Supply chain issues have seen substandard and counterfeit goods infiltrating the market

The growing prevalence of counterfeit and substandard electrical products certainly won’t be news to readers of this article. Nor will it come as a surprise that, increasingly, many of these items are sold via online platforms.

Electrical Safety First undertakes a range of research to inform our work raising public awareness of electrical safety and issues ranging from ‘rogue’ traders to the dangers of buying fake electrical goods.

But it is not just popular consumer electrical items which are affected. There are reports of fake – and substandard – plugs, fuses, circuit breakers and cables infiltrating the market, along with other basic electrical accessories we take for granted and use in a multitude of ways.

Given the global and complex nature of the supply chain in the electrical component sector, it is the responsibility of everyone involved to be aware of the danger of non-compliant electrical products. The installer, being at the end of this chain, needs to be reasonably sure the supply chain is robust.

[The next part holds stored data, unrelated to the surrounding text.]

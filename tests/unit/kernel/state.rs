use super::*;
use crate::kernel::services::ports::{supported_versions, Difficulty};

fn info() -> ScenarioInfo {
    ScenarioInfo {
        id: "pvc".to_string(),
        name: "Pending Volume".to_string(),
        description: String::new(),
        category: "Storage".to_string(),
        difficulty: Difficulty::Medium,
        namespace: "storage-pvc".to_string(),
        hints: Vec::new(),
    }
}

#[test]
fn starts_on_version_select_with_home_title() {
    let state = AppState::new(supported_versions(), vec![info()], "dojo");
    assert!(matches!(state.view, View::VersionSelect { selected: 0 }));
    assert_eq!(state.header_title(), HOME_TITLE);
    assert!(!state.terminal_has_focus());
}

#[test]
fn running_is_found_behind_a_modal() {
    let mut state = AppState::new(supported_versions(), vec![info()], "dojo");
    state.previous = Some(Box::new(View::ScenarioRunning(RunningScenario::new(
        "pvc".to_string(),
        4,
    ))));
    state.view = View::ConfirmQuit {
        selection: ConfirmChoice::No,
    };

    assert_eq!(state.running().map(|r| r.run), Some(4));
    assert!(state.running_mut(3).is_none());
    assert!(state.running_mut(4).is_some());
    assert_eq!(state.header_title(), "🥋 Pending Volume");
}

#[test]
fn example_commands_use_cluster_and_namespace() {
    let state = AppState::new(supported_versions(), vec![info()], "dojo");
    assert_eq!(
        state.example_commands(&info()),
        vec![
            "kubectl config use-context kind-dojo".to_string(),
            "kubectl get pods -n storage-pvc".to_string(),
        ]
    );
}

#[test]
fn focus_and_choices_toggle() {
    assert_eq!(FocusArea::Terminal.next(), FocusArea::Sidebar);
    assert_eq!(ConfirmChoice::default().toggle(), ConfirmChoice::Yes);
    assert_eq!(SuccessButton::Continue.toggle(), SuccessButton::Retry);
}
//! Headless application core (state/action/effect).

pub mod action;
pub mod bootstrap;
pub mod catalog;
pub mod effect;
pub mod services;
pub mod state;
pub mod store;

pub use action::{Action, CheckOrigin};
pub use bootstrap::{BootstrapSync, ProgressStep, RealDoneOutcome, TickOutcome};
pub use catalog::{Catalog, CatalogCategory, CatalogEntry, CatalogRow};
pub use effect::Effect;
pub use state::{
    AppState, ConfirmChoice, FocusArea, RunningScenario, StatusLine, SuccessButton,
    SuccessState, View,
};
pub use store::{DispatchResult, Store};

The vast majority of electrical contractors ensure that they always buy from known, reputable manufacturers and retailers. However, when the flow of required materials is impacted, sometimes the use of irregular or unauthorised suppliers (the ‘grey’ market) may seem like a sensible option – but often isn’t.

“The installer, being at the end of this chain, needs to be reasonably sure the supply chain is robust”

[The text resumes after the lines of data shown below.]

use ratatui::layout::{Alignment, Rect};
use ratatui::style::{Modifier, Style};
use ratatui::text::{Line, Span};
use ratatui::widgets::{Block, Borders, Padding, Paragraph};
use ratatui::Frame;

use super::format_elapsed;
use crate::app::theme::UiTheme;
use crate::kernel::{AppState, View};

type Binding = (&'static str, &'static str);

const VERSION_SELECT: &[Binding] = &[
    ("↑/k", "up"),
    ("↓/j", "down"),
    ("enter", "select"),
    ("q", "quit"),
];
const BOOTSTRAP: &[Binding] = &[("q", "quit")];
const DASHBOARD: &[Binding] = &[
    ("↑/k", "up"),
    ("↓/j", "down"),
    ("h/l", "collapse/expand"),
    ("enter", "start"),
    ("q", "quit"),
];
const SCENARIO: &[Binding] = &[
    ("c", "check"),
    ("h", "hints"),
    ("n/p", "next/prev hint"),
    ("tab", "focus"),
    ("esc", "back"),
    ("q", "quit"),
];
const SCENARIO_SHELL: &[Binding] = &[("tab", "leave terminal"), ("keys", "go to the shell")];
const SUCCESS: &[Binding] = &[
    ("←/→", "choose"),
    ("enter", "confirm"),
    ("r", "retry"),
    ("m", "menu"),
    ("q", "quit"),
];
const DIALOG: &[Binding] = &[
    ("←/→", "choose"),
    ("enter", "confirm"),
    ("y", "yes"),
    ("n/esc", "no"),
];

/// Key hints for whatever currently receives input.
pub(super) fn status_bindings(state: &AppState) -> &'static [Binding] {
    match state.view {
        View::VersionSelect { .. } => VERSION_SELECT,
        View::Bootstrap { .. } => BOOTSTRAP,
        View::Dashboard => DASHBOARD,
        View::ScenarioRunning(_) if state.terminal_has_focus() => SCENARIO_SHELL,
        View::ScenarioRunning(_) => SCENARIO,
        View::Success(_) => SUCCESS,
        View::ConfirmRestart { .. } | View::ConfirmQuit { .. } => DIALOG,
    }
}

pub(super) fn render_header(frame: &mut Frame, area: Rect, state: &AppState, theme: &UiTheme) {
    let block = Block::default()
        .borders(Borders::BOTTOM)
        .border_style(theme.border(false))
        .padding(Padding::horizontal(1));
    let inner = block.inner(area);
    frame.render_widget(block, area);

    frame.render_widget(
        Paragraph::new(Span::styled(state.header_title(), theme.title())),
        inner,
    );

    let mut right = Vec::new();
    if let Some(version) = &state.cluster_version {
        right.push(Span::styled(
            format!(" {version} "),
            Style::default()
                .fg(theme.badge_fg)
                .bg(theme.secondary)
                .add_modifier(Modifier::BOLD),
        ));
    }
    if let Some(running) = state.running() {
        if !right.is_empty() {
            right.push(Span::raw("  "));
        }
        right.push(Span::styled(
            format!("⏱ {}", format_elapsed(running.elapsed())),
            theme.key(),
        ));
    }
    if !right.is_empty() {
        frame.render_widget(
            Paragraph::new(Line::from(right)).alignment(Alignment::Right),
            inner,
        );
    }
}

pub(super) fn render_status_bar(
    frame: &mut Frame,
    area: Rect,
    bindings: &[Binding],
    theme: &UiTheme,
) {
    let block = Block::default()
        .borders(Borders::TOP)
        .border_style(theme.border(false))
        .padding(Padding::horizontal(1));
    let inner = block.inner(area);
    frame.render_widget(block, area);

    let mut spans = Vec::with_capacity(bindings.len() * 3);
    for (index, (key, desc)) in bindings.iter().enumerate() {
        if index > 0 {
            spans.push(Span::raw("  "));
        }
        spans.push(Span::styled(*key, theme.key()));
        spans.push(Span::styled(format!(":{desc}"), theme.muted()));
    }
    frame.render_widget(Paragraph::new(Line::from(spans)), inner);
}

In the UK, the sale of non-compliant electrical installation products is considered a more significant issue than outright counterfeiting. Non-compliant products are not necessarily fake but they do not fulfil the essential safety requirements in product standards.

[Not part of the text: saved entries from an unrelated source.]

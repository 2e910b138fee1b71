use ratatui::layout::{Alignment, Constraint, Direction, Layout, Rect};
use ratatui::style::{Modifier, Style};
use ratatui::text::{Line, Span};
use ratatui::widgets::{Block, BorderType, Borders, Clear, Padding, Paragraph, Wrap};
use ratatui::Frame;

use super::chrome;
use super::{format_elapsed, progress_bar};
use crate::app::layout::{centered, STATUS_HEIGHT};
use crate::app::theme::UiTheme;
use crate::kernel::{AppState, BootstrapSync, ConfirmChoice, SuccessButton, SuccessState};

const VERSION_BOX_WIDTH: u16 = 30;
const HEADING_WIDTH: u16 = 40;
const BOOTSTRAP_BOX_WIDTH: u16 = 56;
const SUCCESS_BOX_WIDTH: u16 = 50;
const RESTART_BOX_WIDTH: u16 = 50;
const QUIT_BOX_WIDTH: u16 = 40;

fn rounded_box(border: Style) -> Block<'static> {
    Block::default()
        .borders(Borders::ALL)
        .border_type(BorderType::Rounded)
        .border_style(border)
        .padding(Padding::horizontal(1))
}

/// Height of `lines` inside a bordered box.
fn boxed_height(lines: usize) -> u16 {
    u16::try_from(lines).unwrap_or(u16::MAX).saturating_add(2)
}

pub(super) fn render_version_select(
    frame: &mut Frame,
    area: Rect,
    state: &AppState,
    selected: usize,
    theme: &UiTheme,
) {
    let rows = Layout::default()
        .direction(Direction::Vertical)
        .constraints([Constraint::Min(0), Constraint::Length(STATUS_HEIGHT)])
        .split(area);

    let mut options = vec![
        Line::styled("Select Kubernetes Version", theme.subtitle()).alignment(Alignment::Center),
        Line::raw(""),
    ];
    for (index, version) in state.versions.iter().enumerate() {
        options.push(if index == selected {
            Line::from(vec![
                Span::styled(" › ", theme.key()),
                Span::styled(version.label(), theme.active_item()),
            ])
        } else {
            Line::from(vec![Span::raw("   "), Span::styled(version.label(), theme.body())])
        });
    }

    let box_height = boxed_height(options.len());
    let content = centered(rows[0], HEADING_WIDTH, 4 + box_height);
    let parts = Layout::default()
        .direction(Direction::Vertical)
        .constraints([Constraint::Length(4), Constraint::Length(box_height)])
        .split(content);

    let heading = vec![
        Line::styled("🥋  K 8 s - D o j o", theme.title()),
        Line::raw(""),
        Line::styled("Master Kubernetes Troubleshooting", theme.body()),
        Line::raw(""),
    ];
    frame.render_widget(Paragraph::new(heading).alignment(Alignment::Center), parts[0]);

    let box_area = centered(parts[1], VERSION_BOX_WIDTH, box_height);
    frame.render_widget(
        Paragraph::new(options).block(rounded_box(theme.border(true))),
        box_area,
    );

    chrome::render_status_bar(frame, rows[1], chrome::status_bindings(state), theme);
}

pub(super) fn render_bootstrap(
    frame: &mut Frame,
    area: Rect,
    sync: &BootstrapSync,
    theme: &UiTheme,
) {
    if let Some(error) = sync.error() {
        let message = format!("❌ Error: {error}");
        let width = area.width.saturating_sub(4);
        let text_area = centered(area, width, 3);
        frame.render_widget(
            Paragraph::new(message)
                .style(theme.error_text())
                .alignment(Alignment::Center)
                .wrap(Wrap { trim: true }),
            text_area,
        );
        return;
    }

    let inner_width = usize::from(BOOTSTRAP_BOX_WIDTH.saturating_sub(4));
    let bar_width = inner_width.saturating_sub(5);
    let percent = sync.percent();

    let mut lines = vec![
        Line::styled(sync.title().to_string(), theme.title()),
        Line::raw(""),
        Line::from(vec![
            Span::styled(progress_bar(bar_width, percent), theme.border(true)),
            Span::styled(format!(" {:.0}%", percent * 100.0), theme.body()),
        ]),
        Line::raw(""),
    ];
    if !sync.subtitle().is_empty() {
        lines.push(Line::from(vec![
            Span::styled("◌ ", theme.key()),
            Span::styled(sync.subtitle().to_string(), theme.subtitle()),
        ]));
        lines.push(Line::raw(""));
    }
    for step in sync.steps() {
        let (icon, style) = if step.complete {
            ("✓", Style::default().fg(theme.success))
        } else if step.active {
            ("⋯", theme.key())
        } else {
            ("○", theme.muted())
        };
        lines.push(Line::styled(format!("{icon} {}", step.label), style));
    }

    let box_area = centered(area, BOOTSTRAP_BOX_WIDTH, boxed_height(lines.len()));
    frame.render_widget(
        Paragraph::new(lines).block(rounded_box(theme.border(false))),
        box_area,
    );
}

pub(super) fn render_success(
    frame: &mut Frame,
    area: Rect,
    state: &AppState,
    success: &SuccessState,
    theme: &UiTheme,
) {
    let name = state
        .scenario(&success.scenario_id)
        .map_or(success.scenario_id.as_str(), |info| info.name.as_str());

    let mut details = vec![Line::styled(name.to_string(), theme.subtitle()), Line::raw("")];
    let checks: Vec<Line> = success
        .message
        .lines()
        .filter(|line| !line.is_empty())
        .map(|line| Line::styled(format!("✓ {line}"), Style::default().fg(theme.success)))
        .collect();
    if !checks.is_empty() {
        details.extend(checks);
        details.push(Line::raw(""));
    }
    details.push(Line::styled(
        format!("⏱ Time: {}", format_elapsed(success.elapsed)),
        theme.key(),
    ));

    let details_height = boxed_height(details.len());
    let total_height = 2 + details_height + 2;
    let content = centered(area, SUCCESS_BOX_WIDTH, total_height);
    let parts = Layout::default()
        .direction(Direction::Vertical)
        .constraints([
            Constraint::Length(2),
            Constraint::Length(details_height),
            Constraint::Length(1),
            Constraint::Length(1),
        ])
        .split(content);

    frame.render_widget(
        Paragraph::new(Line::styled(
            "🎉  S U C C E S S !",
            theme.title().add_modifier(Modifier::BOLD),
        ))
        .alignment(Alignment::Center),
        parts[0],
    );
    frame.render_widget(
        Paragraph::new(details)
            .block(rounded_box(Style::default().fg(theme.success)))
            .wrap(Wrap { trim: false }),
        parts[1],
    );

    let (continue_style, retry_style) = match success.button {
        SuccessButton::Continue => (theme.active_item(), theme.muted()),
        SuccessButton::Retry => (theme.muted(), theme.active_item()),
    };
    frame.render_widget(
        Paragraph::new(Line::from(vec![
            Span::styled("[ Continue ]", continue_style),
            Span::raw("    "),
            Span::styled("[ Retry ]", retry_style),
        ]))
        .alignment(Alignment::Center),
        parts[3],
    );
}

pub(super) fn render_confirm_restart(
    frame: &mut Frame,
    area: Rect,
    state: &AppState,
    scenario_id: &str,
    selection: ConfirmChoice,
    theme: &UiTheme,
) {
    let name = state
        .scenario(scenario_id)
        .map_or(scenario_id, |info| info.name.as_str());
    let body = vec![
        Line::styled("⚠️  Restart Scenario?", theme.title()),
        Line::raw(""),
        Line::styled("You have already completed", theme.body()),
        Line::styled(format!("'{name}'."), theme.body()),
        Line::raw(""),
        Line::styled("Restarting will reset the environment.", theme.body()),
        Line::styled("Are you sure?", theme.body()),
    ];
    render_dialog(frame, area, RESTART_BOX_WIDTH, body, selection, theme);
}

pub(super) fn render_confirm_quit(
    frame: &mut Frame,
    area: Rect,
    selection: ConfirmChoice,
    theme: &UiTheme,
) {
    let body = vec![
        Line::styled("👋  Quit K8s-Dojo?", theme.title()),
        Line::raw(""),
        Line::styled("Are you sure you want to exit?", theme.body()),
    ];
    render_dialog(frame, area, QUIT_BOX_WIDTH, body, selection, theme);
}

fn render_dialog(
    frame: &mut Frame,
    area: Rect,
    width: u16,
    mut lines: Vec<Line<'static>>,
    selection: ConfirmChoice,
    theme: &UiTheme,
) {
    let (yes_style, no_style) = match selection {
        ConfirmChoice::Yes => (theme.active_item(), theme.muted()),
        ConfirmChoice::No => (theme.muted(), theme.active_item()),
    };
    lines.push(Line::raw(""));
    lines.push(Line::from(vec![
        Span::styled("[ Yes (y) ]", yes_style),
        Span::raw("    "),
        Span::styled("[ No (n) ]", no_style),
    ]));

    let dialog = centered(area, width, boxed_height(lines.len()));
    frame.render_widget(Clear, dialog);
    frame.render_widget(
        Paragraph::new(lines)
            .alignment(Alignment::Center)
            .block(rounded_box(Style::default().fg(theme.accent))),
        dialog,
    );
}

Confirming that each item of electrical equipment purchased complies with these standards is made more problematic when they are bought from a range of different sources, with supply chains that are difficult or impossible to trace.

There is also the related issue of retailers ‘buying in’ material/products which they then brand as their own – without undertaking all the necessary quality checks that would ensure the product fulfilled legal requirements.

Demand in the UK for components has been heightened over the last couple of years in particular. There has been the uncertainty leading up to Brexit, which has forced many manufacturers to increase component inventory levels to guard against future supply chain disruption – which were also affected by the COVID-19 pandemic. And, given the lockdown, an increasing number of contractors are now buying many of their goods online.

If you suspect an item you have bought is fake or substandard then look for obvious marking errors and typos and/or check with the brand owner. A number of websites offer useful information on product compliance – a good example is

While we always advise people to reduce the likelihood of buying fake or substandard items by sticking to stores or websites of known, reputable manufacturers and retailers, we are also taking action to address the issue.

Repeated calls for online marketplaces to take responsibility for the products sold on their websites have not been heeded. And the Government’s Online Harms Bill has failed to address the problem of dangerous electrical goods available from online marketplaces.

Consequently, we have put forward our own ‘game changing’ Bill. It would make online marketplaces legally responsible for hosting listings of potentially dangerous electrical products for sale and would ensure they have the same responsibilities to protect consumers from unsafe products as high street wholesalers and retailers.

Our technological revolution can provide a multitude of benefits for all. But with a formerly linear supply chain becoming a multi-layered supply web spread around the globe, both consumers and businesses need to be protected from the impact of substandard and counterfeit goods.